No Brasil, a escolha já foi pelos jovens, garotos chamados pensando em Mundiais futuros. Como se assistir a uma Copa do Mundo do banco de reservas fosse uma "escolinha". Leão foi o garoto escolhido por Zagallo na lista da seleção tricampeã. Esse perfil de escolha se repetiu com Waldir Peres e Carlos nas duas Copas seguintes.

De 1986 a 1994, porém, Telê, Lazaroni e Parreira preferiram nomes experientes. Felipão fez o mesmo em 2002, com um trio de peso. No meio do caminho, Zagallo voltou a adotar o expediente de incluir um jovem em 1998, com Dida, enquanto Parreira cedeu ao movimento em 2006, com Júlio César. Reserva do reserva em 2006, ele viria a defender a seleção nos dois Mundiais seguintes.

É curioso, então, que o próprio Carlos, que já foi muito jovem para jogar uma Copa, defenda a presença de um terceiro homem experiente em qualquer cenário. Para o titular de 1986, o Mundial não é evento para “experimentações”. “Pode acontecer um imprevisto, e esse terceiro goleiro deve estar no mesmo nível dos demais, dentro do perfil que eles querem na seleção”, disse Carlos.

HEULER ANDREY/Mowa Press HEULER ANDREY/Mowa Press

Troca de geração

Dos goleiros que foram chamados para as últimas Copas, depois de Julio Cesar se despedir do Flamengo e dos gramados no dia 21 de abril, dois deles seguem em atividade: Victor, do Atlético-MG, e Jéfferson, do Botafogo.
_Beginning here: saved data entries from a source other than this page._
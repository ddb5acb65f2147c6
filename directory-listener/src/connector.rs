//! Local file system server connector.
//!
//! Owns the OS watcher and the task that forwards its events to a sink.
//!
//! ```text
//! notify thread ──► FileSystemEvent ──► mpsc ──► dispatch task ──► EventSink
//! ```

use std::collections::{BTreeSet, HashMap};
use std::path::{Path, PathBuf};
use std::sync::atomic::{AtomicBool, Ordering};
use std::sync::{Arc, Mutex, PoisonError};

use async_trait::async_trait;
use notify::{RecommendedWatcher, RecursiveMode, Watcher};
use tokio::sync::mpsc;
use tokio_util::sync::CancellationToken;
use tracing::{debug, error, info, warn};

use crate::error::{ConnectorError, ConnectorResult};
use crate::event::{EventKind, FileSystemEvent, is_within};
use crate::params::WatchParams;

/// Receiver of events produced by a connector.
#[async_trait]
pub trait EventSink: Send + Sync + 'static {
    /// Called once per event, in the order the OS reported them.
    async fn on_event(&self, event: FileSystemEvent);
}

/// A running connector watching one directory.
pub struct ServerConnector {
    /// Connector identifier, for logs.
    id: String,

    /// Directory being watched.
    path: PathBuf,

    /// The OS watcher; `None` once stopped.
    watcher: Mutex<Option<RecommendedWatcher>>,

    /// Cancels the dispatch task.
    shutdown: CancellationToken,

    /// Whether the connector is running.
    running: AtomicBool,
}

impl ServerConnector {
    /// Create and start a connector from a watch parameter map.
    ///
    /// Must be called from within a tokio runtime; the dispatch task is
    /// spawned onto it.
    pub fn start(
        id: impl Into<String>,
        params: &HashMap<String, String>,
        sink: Arc<dyn EventSink>,
        channel_capacity: usize,
    ) -> ConnectorResult<Self> {
        let id = id.into();
        let params = WatchParams::from_map(params)?;
        let path = params.watch_path();
        let recursive = params.is_recursive()?;
        let kinds: BTreeSet<EventKind> = params.event_kinds()?.into_iter().collect();

        validate_directory(&path)?;

        let runtime = tokio::runtime::Handle::try_current()
            .map_err(|e| ConnectorError::NoRuntime(e.to_string()))?;

        let (event_tx, event_rx) = mpsc::channel(channel_capacity.max(1));

        let canonical_root = path.canonicalize().unwrap_or_else(|_| path.clone());
        let root = path.clone();
        let watcher_id = id.clone();
        let mut watcher = notify::recommended_watcher(
            move |res: std::result::Result<notify::Event, notify::Error>| match res {
                Ok(event) => {
                    for file_event in FileSystemEvent::from_notify(&event) {
                        if !kinds.contains(&file_event.operation)
                            || !(is_within(&root, &file_event.path, recursive)
                                || is_within(&canonical_root, &file_event.path, recursive))
                        {
                            continue;
                        }

                        if event_tx.blocking_send(file_event).is_err() {
                            debug!("[{watcher_id}] dispatcher gone, dropping event");
                            return;
                        }
                    }
                }
                Err(e) => {
                    error!("[{watcher_id}] watch error: {e}");
                }
            },
        )?;

        let mode = if recursive {
            RecursiveMode::Recursive
        } else {
            RecursiveMode::NonRecursive
        };
        watcher
            .watch(&path, mode)
            .map_err(|e| map_watch_error(&path, e))?;

        let shutdown = CancellationToken::new();
        runtime.spawn(dispatch(id.clone(), event_rx, sink, shutdown.clone()));

        info!(
            "[{id}] watching {} (events: {}, recursive: {recursive})",
            path.display(),
            params.events
        );

        Ok(Self {
            id,
            path,
            watcher: Mutex::new(Some(watcher)),
            shutdown,
            running: AtomicBool::new(true),
        })
    }

    /// Stop watching. Safe to call more than once.
    ///
    /// Returns without waiting for a handler that is currently running.
    pub fn stop(&self) {
        if !self.running.swap(false, Ordering::SeqCst) {
            return;
        }

        // Dropping the watcher signals its thread without waiting on it;
        // `unwatch` would block while that thread is stuck on a full queue.
        drop(
            self.watcher
                .lock()
                .unwrap_or_else(PoisonError::into_inner)
                .take(),
        );

        self.shutdown.cancel();
        info!("[{}] stopped", self.id);
    }

    /// Whether the connector is still running.
    pub fn is_running(&self) -> bool {
        self.running.load(Ordering::SeqCst)
    }

    /// Connector identifier.
    pub fn id(&self) -> &str {
        &self.id
    }

    /// Directory being watched.
    pub fn path(&self) -> &Path {
        &self.path
    }
}

impl Drop for ServerConnector {
    fn drop(&mut self) {
        self.stop();
    }
}

impl std::fmt::Debug for ServerConnector {
    fn fmt(&self, f: &mut std::fmt::Formatter<'_>) -> std::fmt::Result {
        f.debug_struct("ServerConnector")
            .field("id", &self.id)
            .field("path", &self.path)
            .field("running", &self.is_running())
            .finish()
    }
}

async fn dispatch(
    id: String,
    mut event_rx: mpsc::Receiver<FileSystemEvent>,
    sink: Arc<dyn EventSink>,
    shutdown: CancellationToken,
) {
    loop {
        tokio::select! {
            biased;
            _ = shutdown.cancelled() => break,
            next = event_rx.recv() => match next {
                Some(event) => sink.on_event(event).await,
                None => break,
            },
        }
    }
    debug!("[{id}] dispatch task finished");
}

fn validate_directory(path: &Path) -> ConnectorResult<()> {
    match std::fs::metadata(path) {
        Ok(meta) if meta.is_dir() => Ok(()),
        Ok(_) => Err(ConnectorError::NotADirectory(path.display().to_string())),
        Err(e) if e.kind() == std::io::ErrorKind::NotFound => {
            Err(ConnectorError::DirectoryNotFound(path.display().to_string()))
        }
        Err(e) if e.kind() == std::io::ErrorKind::PermissionDenied => {
            Err(ConnectorError::PermissionDenied(path.display().to_string()))
        }
        Err(e) => Err(ConnectorError::Notify(notify::Error::io(e))),
    }
}

fn map_watch_error(path: &Path, err: notify::Error) -> ConnectorError {
    let permission_denied = matches!(
        &err.kind,
        notify::ErrorKind::Io(io) if io.kind() == std::io::ErrorKind::PermissionDenied
    );

    if permission_denied {
        ConnectorError::PermissionDenied(path.display().to_string())
    } else if matches!(err.kind, notify::ErrorKind::PathNotFound) {
        ConnectorError::DirectoryNotFound(path.display().to_string())
    } else {
        if matches!(err.kind, notify::ErrorKind::MaxFilesWatch) {
            warn!("Watch limit reached while adding {}", path.display());
        }
        ConnectorError::Notify(err)
    }
}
Victor ainda é o titular atleticano, enquanto Jéfferson está no banco de Gatito Fernández. Seria o único, realisticamente, com alguma chance de jogar a Copa. Ele, porém, está fora do radar de Tite.

A tendência é que Tite leve para a Rússia três goleiros que nunca jogaram uma Copa. A última vez em que a seleção foi para o Mundial só com estreantes debaixo das traves foi em 1990.

Twitter/CBF Twitter/CBF

Somos tão jovens

Para Tite e Taffarel, o preparador de goleiros da seleção, experiência não parece importar muito. Afinal, Alisson tem 25 anos. Éderson, 24. A juventude da dupla ao menos tira esse fator: com dois garotos, não é necessário um candidato para ser desenvolvido para o futuro.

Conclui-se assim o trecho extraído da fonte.